Sunday, December 19, 2010

Origins of Christmas

Christmas is the most pagan of so-called Christian holy days.

Dec. 25 Origin
Nowhere in the Bible is December 25 even hinted at, or any other day for that matter. Some people point out that "shepherds abiding in the fields" would have been a stupid thing to do in the dead of winter.

That date, however, is within the Roman Saturnalia holiday. This Winter Solstice carnival was wildly popular (emphasis on wild) in ancient Rome, lots of feasting, flirting, and drinking alcohol (your average Christmas party). As the new religion took root in the Roman Empire it made sense to merge the birthday of their God with the birthday of a new year. Early American Puritans were so disgusted by the pagan origins that they banned celebrating Christmas.

Gift Giving
Christians point to the Three Magi. Fair enough. But next to the boozing, gift giving was a major part of the Saturnalia celebrations.

Christmas Trees
This tradition comes from Germany but this is another case of Christianity absorbing a much older pagan tradition. It was a common practice during the winter, especially in pre-Christian Northern Europe, to bring evergreen boughs into homes to provide some signs of life in that dead time.

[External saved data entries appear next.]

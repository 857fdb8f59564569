//! Filter operations
//!
//! This module provides the clamp-to-edge correlation engine and the filters
//! built on it.

/// Filter kernels
pub mod kernels;

/// Border handling
mod border;
pub use border::clamp_to_edge;

/// Correlation engine
mod correlation;
pub use correlation::*;

/// Filter operations
mod ops;
pub use ops::*;
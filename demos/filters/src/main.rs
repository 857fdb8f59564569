use argh::FromArgs;
use std::path::PathBuf;

use lumen::{
    image::Grid,
    imgproc::{filter, parallel::ExecutionStrategy},
    io::functional as F,
    viz::DisplayContext,
};

#[cfg(feature = "gui")]
use lumen::viz::{run_native, NativeBackend};

#[cfg(not(feature = "gui"))]
use lumen::viz::HeadlessBackend;

#[derive(Debug, Clone, Copy)]
enum FilterKind {
    Invert,
    Blur,
    Sharpen,
    Edges,
}

fn to_filter_kind(value: &str) -> Result<FilterKind, String> {
    match value.to_lowercase().as_str() {
        "invert" => Ok(FilterKind::Invert),
        "blur" => Ok(FilterKind::Blur),
        "sharpen" => Ok(FilterKind::Sharpen),
        "edges" => Ok(FilterKind::Edges),
        _ => Err(format!("Invalid filter: {value}")),
    }
}

#[derive(FromArgs)]
/// Apply a grayscale filter to an image
struct Args {
    /// path to the input image
    #[argh(option, short = 'i')]
    input: PathBuf,

    /// path to the output image, the format follows the extension
    #[argh(option, short = 'o')]
    output: PathBuf,

    /// the filter to apply: invert, blur, sharpen or edges
    #[argh(option, short = 'f', from_str_fn(to_filter_kind))]
    filter: FilterKind,

    /// the kernel size for blur and sharpen
    #[argh(option, short = 'k', default = "3")]
    kernel_size: usize,

    /// compute rows on the calling thread only
    #[argh(switch)]
    serial: bool,

    /// show the input and the result in resizable windows
    #[argh(switch)]
    preview: bool,
}

fn main() -> Result<(), Box<dyn std::error::Error>> {
    env_logger::init();

    let args: Args = argh::from_env();

    let strategy = if args.serial {
        ExecutionStrategy::Serial
    } else {
        ExecutionStrategy::ParallelRows
    };

    // read the image as luminance
    let grid = F::read_image_gray(&args.input)?;

    log::info!(
        "applying {:?} to {} ({})",
        args.filter,
        args.input.display(),
        grid.size()
    );

    let filtered = match args.filter {
        FilterKind::Invert => filter::invert(&grid),
        FilterKind::Blur => filter::box_blur_with_strategy(&grid, args.kernel_size, strategy)?,
        FilterKind::Sharpen => filter::sharpen_with_strategy(&grid, args.kernel_size, strategy)?,
        FilterKind::Edges => filter::edges_with_strategy(&grid, strategy)?,
    };

    F::write_image_gray(&args.output, &filtered)?;

    log::info!("wrote {}", args.output.display());

    if args.preview {
        preview(&grid, &filtered)?;
    }

    Ok(())
}

/// Opens the input and the result in native windows until they are closed.
#[cfg(feature = "gui")]
fn preview(original: &Grid<u8>, filtered: &Grid<u8>) -> Result<(), Box<dyn std::error::Error>> {
    let mut ctx = DisplayContext::new(NativeBackend::new());

    ctx.subscribe_resize(|e| log::info!("window {} resized to {}", e.window, e.size));

    ctx.open(original)?;
    ctx.open(filtered)?;

    run_native("lumen filters", ctx)?;

    Ok(())
}

/// Presents the input and the result on a headless display and logs the frames.
#[cfg(not(feature = "gui"))]
fn preview(original: &Grid<u8>, filtered: &Grid<u8>) -> Result<(), Box<dyn std::error::Error>> {
    let mut ctx = DisplayContext::new(HeadlessBackend::new());

    ctx.subscribe_resize(|e| log::info!("window {} resized to {}", e.window, e.size));

    let source = ctx.open(original)?;
    let result = ctx.open(filtered)?;

    // show the result at twice its size, like a user enlarging the window
    let size = filtered.size();
    ctx.handle_resize(result, [size.width * 2, size.height * 2].into())?;

    for window in [source, result] {
        if let Some(frame) = ctx.backend().last_frame(window) {
            log::info!(
                "window {} shows a {} frame ({} base64 bytes)",
                window,
                frame.size,
                frame.gif_base64.len()
            );
        }
    }

    ctx.close_all()?;

    Ok(())
}
#![deny(missing_docs)]
#![doc = env!("CARGO_PKG_DESCRIPTION")]

/// Error types for I/O operations.
///
/// Defines [`IoError`] variants for file access, encoding/decoding failures,
/// and unsupported source formats.
pub mod error;

/// High-level grid reading and writing functions.
///
/// Any format supported by the `image` crate is reduced to 8-bit luminance on
/// the way in. See [`functional::read_image_gray`].
pub mod functional;

/// GIF framing for display surfaces.
///
/// Encodes a grid as a base64 GIF payload, see [`gif::gif_base64`].
pub mod gif;

pub use crate::error::IoError;
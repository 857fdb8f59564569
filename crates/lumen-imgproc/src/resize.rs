use lumen_image::{Grid, GridSize, ImageError};

use crate::filter::clamp_to_edge;

/// Resize a grid to a new size using nearest neighbor sampling.
///
/// Destination sample `x` reads source column `floor((x + 0.5) * src_w / dst_w)`,
/// and likewise for rows.
///
/// # Arguments
///
/// * `src` - The input grid.
/// * `new_size` - The size of the output grid.
///
/// # Example
///
/// ```
/// use lumen_image::Grid;
/// use lumen_imgproc::resize::resize_nearest;
///
/// let grid = Grid::new([2, 1].into(), vec![10u8, 20]).unwrap();
/// let resized = resize_nearest(&grid, [4, 2].into()).unwrap();
///
/// assert_eq!(resized.as_slice(), &[10, 10, 20, 20, 10, 10, 20, 20]);
/// ```
pub fn resize_nearest<T>(src: &Grid<T>, new_size: GridSize) -> Result<Grid<T>, ImageError>
where
    T: Copy,
{
    let mut samples = Vec::with_capacity(new_size.num_samples());

    let xs = nearest_indices(src.width(), new_size.width);
    let ys = nearest_indices(src.height(), new_size.height);

    for &sy in ys.iter() {
        let row = src.row(sy);
        samples.extend(xs.iter().map(|&sx| row[sx]));
    }

    Grid::new(new_size, samples)
}

fn nearest_indices(src_len: usize, dst_len: usize) -> Vec<usize> {
    let scale = src_len as f64 / dst_len as f64;
    (0..dst_len)
        .map(|i| clamp_to_edge(((i as f64 + 0.5) * scale).floor() as isize, src_len))
        .collect()
}

#[cfg(test)]
mod tests {
    use super::*;

    #[test]
    fn test_resize_nearest_identity() -> Result<(), ImageError> {
        let grid = Grid::new([3, 2].into(), vec![1u8, 2, 3, 4, 5, 6])?;
        assert_eq!(resize_nearest(&grid, grid.size())?, grid);
        Ok(())
    }

    #[test]
    fn test_resize_nearest_downscale() -> Result<(), ImageError> {
        #[rustfmt::skip]
        let grid = Grid::new(
            [4, 4].into(),
            vec![
                0u8, 1, 2, 3,
                4, 5, 6, 7,
                8, 9, 10, 11,
                12, 13, 14, 15,
            ],
        )?;
        let resized = resize_nearest(&grid, [2, 2].into())?;
        assert_eq!(resized.as_slice(), &[5, 7, 13, 15]);
        Ok(())
    }

    #[test]
    fn test_resize_nearest_invalid_size() -> Result<(), ImageError> {
        let grid = Grid::new([2, 2].into(), vec![1u8, 2, 3, 4])?;
        assert_eq!(
            resize_nearest(&grid, [0, 3].into()),
            Err(ImageError::InvalidDimension(0, 3))
        );
        Ok(())
    }
}
/// An error type for the io module.
#[derive(thiserror::Error, Debug)]
pub enum IoError {
    /// Error when the file does not exist.
    #[error("File does not exist: {0}")]
    FileDoesNotExist(std::path::PathBuf),

    /// Invalid file extension.
    #[error("File does not have a valid extension: {0}")]
    InvalidFileExtension(std::path::PathBuf),

    /// Error to open the file.
    #[error("Failed to manipulate the file. {0}")]
    FileError(#[from] std::io::Error),

    /// Error when the source cannot be turned into single-channel luminance.
    #[error("Unsupported image format: {0}")]
    UnsupportedFormat(String),

    /// Error to create the grid.
    #[error("Failed to create grid. {0}")]
    ImageCreationError(#[from] lumen_image::ImageError),

    /// Error to decode the image.
    #[error("Failed to decode the image. {0}")]
    ImageDecodeError(#[from] image::ImageError),

    /// Error to encode the image.
    #[error("Failed to encode the image. {0}")]
    ImageEncodeError(#[source] image::ImageError),
}
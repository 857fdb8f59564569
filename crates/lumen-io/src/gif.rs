use base64::{engine::general_purpose::STANDARD, Engine as _};
use image::ImageFormat;
use lumen_image::Grid;

use crate::{error::IoError, functional::encode_image_gray};

/// Encodes a grid as a single-frame GIF and returns it as standard base64.
///
/// This is the payload a display surface embeds to show a grid.
///
/// # Arguments
///
/// * `grid` - The grid to encode.
///
/// # Example
///
/// ```
/// use lumen_image::Grid;
/// use lumen_io::gif::gif_base64;
///
/// let grid = Grid::from_size_val([4, 4].into(), 200u8).unwrap();
/// let payload = gif_base64(&grid).unwrap();
///
/// assert!(payload.starts_with("R0lGOD"));
/// ```
pub fn gif_base64(grid: &Grid<u8>) -> Result<String, IoError> {
    let bytes = encode_image_gray(grid, ImageFormat::Gif)?;
    Ok(STANDARD.encode(bytes))
}

#[cfg(test)]
mod tests {
    use super::*;
    use crate::functional::decode_image_gray;

    #[test]
    fn gif_payload_decodes() -> Result<(), IoError> {
        #[rustfmt::skip]
        let grid = Grid::new(
            [3, 2].into(),
            vec![
                0u8, 255, 0,
                255, 0, 255,
            ],
        )?;

        let payload = gif_base64(&grid)?;
        assert!(payload.starts_with("R0lGOD"));

        let bytes = STANDARD
            .decode(payload)
            .map_err(|e| IoError::UnsupportedFormat(e.to_string()))?;
        let decoded = decode_image_gray(&bytes)?;
        assert_eq!(decoded.size(), grid.size());

        // pure black and white survive palette quantization
        assert_eq!(decoded.as_slice(), grid.as_slice());
        Ok(())
    }
}
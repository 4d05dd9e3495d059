//! The unmarshal engine: documents into records.
//!
//! The inverse of the marshal engine: given a parsed [`Document`], populate
//! identity, attributes, and relationship ids on a destination record
//! through its [`ResourceTarget`] capabilities. The document's primary type
//! name must match the destination's resolved type name; relationship blocks
//! whose `data` member is omitted (not loaded) are skipped; destinations
//! implementing no relationship setters silently ignore relationship data.
//!
//! Any setter error — a relationship id that does not parse, an unknown
//! relation name — aborts the whole call. [`unmarshal_one`] and
//! [`unmarshal_collection`] build fresh records, and [`unmarshal_into`]
//! commits through a scratch clone, so a failed call never hands back a
//! partially-populated record.

use crate::document::{Document, PrimaryData, Relationship, RelationshipData, ResourceObject};
use crate::error::{DocumentError, DocumentResult};
use crate::naming;
use crate::resource::ResourceTarget;

/// Builds one record from a document with single primary data.
///
/// # Errors
///
/// Returns [`DocumentError::MissingData`] when the document has no primary
/// resource, [`DocumentError::TypeMismatch`] when the primary data is a
/// collection or of the wrong type, and propagates setter errors verbatim.
pub fn unmarshal_one<T: ResourceTarget + Default>(document: &Document) -> DocumentResult<T> {
    let mut target = T::default();
    populate(single_entry(document)?, &mut target)?;
    Ok(target)
}

/// Builds a vector of records from a document's primary data.
///
/// An array of primary resources yields one record per entry in document
/// order; a single primary resource yields one record.
///
/// # Errors
///
/// See [`unmarshal_one`]; the first failing entry aborts the whole call.
pub fn unmarshal_collection<T: ResourceTarget + Default>(
    document: &Document,
) -> DocumentResult<Vec<T>> {
    let entries: &[ResourceObject] = match &document.data {
        Some(PrimaryData::Collection(entries)) => entries,
        Some(PrimaryData::Single(Some(entry))) => std::slice::from_ref(entry),
        Some(PrimaryData::Single(None)) | None => return Err(DocumentError::MissingData),
    };

    let mut targets = Vec::with_capacity(entries.len());
    for entry in entries {
        let mut target = T::default();
        populate(entry, &mut target)?;
        targets.push(target);
    }

    Ok(targets)
}

/// Populates an existing record from a document with single primary data.
///
/// The document is applied to a scratch clone which replaces the destination
/// only on success; on error the destination is left untouched.
///
/// # Errors
///
/// See [`unmarshal_one`].
pub fn unmarshal_into<T: ResourceTarget + Clone>(
    document: &Document,
    target: &mut T,
) -> DocumentResult<()> {
    let entry = single_entry(document)?;

    let mut scratch = target.clone();
    populate(entry, &mut scratch)?;
    *target = scratch;
    Ok(())
}

fn single_entry(document: &Document) -> DocumentResult<&ResourceObject> {
    match &document.data {
        Some(PrimaryData::Single(Some(entry))) => Ok(entry),
        Some(PrimaryData::Single(None)) | None => Err(DocumentError::MissingData),
        Some(PrimaryData::Collection(_)) => Err(DocumentError::TypeMismatch(
            "expected a single primary resource, found a collection".to_string(),
        )),
    }
}

fn populate<T: ResourceTarget>(entry: &ResourceObject, target: &mut T) -> DocumentResult<()> {
    let expected = naming::collection_name(target.kind());
    if entry.type_name != expected {
        return Err(DocumentError::TypeMismatch(format!(
            "document is of type {}, destination expects {}",
            entry.type_name, expected
        )));
    }

    target.set_identifier(entry.identifier())?;
    target.set_attributes(&entry.attributes)?;

    for (name, relationship) in &entry.relationships {
        apply_relationship(name, relationship, target)?;
    }

    Ok(())
}

fn apply_relationship<T: ResourceTarget>(
    name: &str,
    relationship: &Relationship,
    target: &mut T,
) -> DocumentResult<()> {
    match &relationship.data {
        // No data member: the relationship was not loaded.
        None => Ok(()),
        Some(RelationshipData::ToOne(identifier)) => {
            target.set_to_one_reference(name, identifier.as_ref())
        }
        Some(RelationshipData::ToMany(identifiers)) => {
            target.set_to_many_references(name, identifiers)
        }
    }
}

Germans mercenaries brought the Christmas tree to America during the Revolutionary War. The Christmas tree arrived in England in the 19th century, brought in by their Germanic queen, Victoria.

Santa Claus
Father Christmas, Kris Kringle, Saint Nick, in Dutch Sinterklaas.

Saint Nikolas was a Greek monk of the Fourth century and is the patron saint of both Greece and Russia. One of his famous acts was uncovering a butcher who was killing children, curing them in a barrel, and selling the meat as pork (think Sweeney Todd). His gift giving occasion was once throwing coin purses through a window so a hungry man wouldn't have to pimp out his daughters.

Odin, the Traveler
The magical old elf with a long white beard living in the icy north, traveling the world in a single night, with reindeer is mostly an image of the Norse God Odin. In fact, when we venerate Santa Claus we are really worshiping the god of the Vikings.

The Santa Claus we picture was created by American illustrator Thomas Nast in the 19th century.


Anonymous said...

Saturnalia is not really our thing, since we don't bother with alcohol. But, we DO celebrate Yule, not christmas.

Anonymous said...

People are looking for a reason to celebrate and be happy. Ironically, most religions seem to favor a grimmer approach to life -- perhaps to justify why the "afterlife" will be so welcome. So, it only makes sense that ordinary people have looked to the traditions that arose separately from religions to find celebrations of life and happiness. It has always struck me as odd that religion needs to have a special time of year to celebrate "peace on earth and goodwill toward all men". Why not do that year 'round, instead of using the rest of the year for such pastimes as reminding us how evil tis group or that group is? I celebrate Christmas, but as a time of joy, not as a celebration of religion, and certainly not as a time to accent the perpetual battle of religions against each other and against ordinary people. I don't really care whether that is called Christmas, Yule, Saturnalia, or something else.

Anonymous said...

The argument that Christmas day falls on some pagan holiday in itself does not make it a borrowing from paganism. However we have direct reading from the Bible indicating the date of Christmas.
Luk 1:19 And the angel answered him, "I am Gabriel, who stand in the presence of God; and I was sent to speak to you, and to bring you this good news.
Luk 1:20 And behold, you will be silent and unable to speak until the day that these things come to pass, because you did not believe my words, which will be fulfilled in their time."
Luk 1:21 And the people were waiting for Zechari'ah, and they wondered at his delay in the temple.
Luk 1:22 And when he came out, he could not speak to them,

The only possible date for this is the day of Atonement. We know exactly the dateof that. From their count the pregnancy of Elizabeth. On the sixth month Mary become pregnant. Count 280 days from there it will fall within Dec. Jan area

Luk 1:26 In the sixth month the angel Gabriel was sent from God to a city of Galilee named Nazareth,

This is both the sixth month of the civil year and also the sixth month of Elizabeth's pregnancy. That is a direct statement of the date of start of Mary's pregnancy.
That will lead to December, January date as Christmas.

So the scripture clearly indicate the date of Christmas. Use your Hebrew Calendar and arrive at Christmas which in our calendar happens to be December end to January beginning within the margin of error.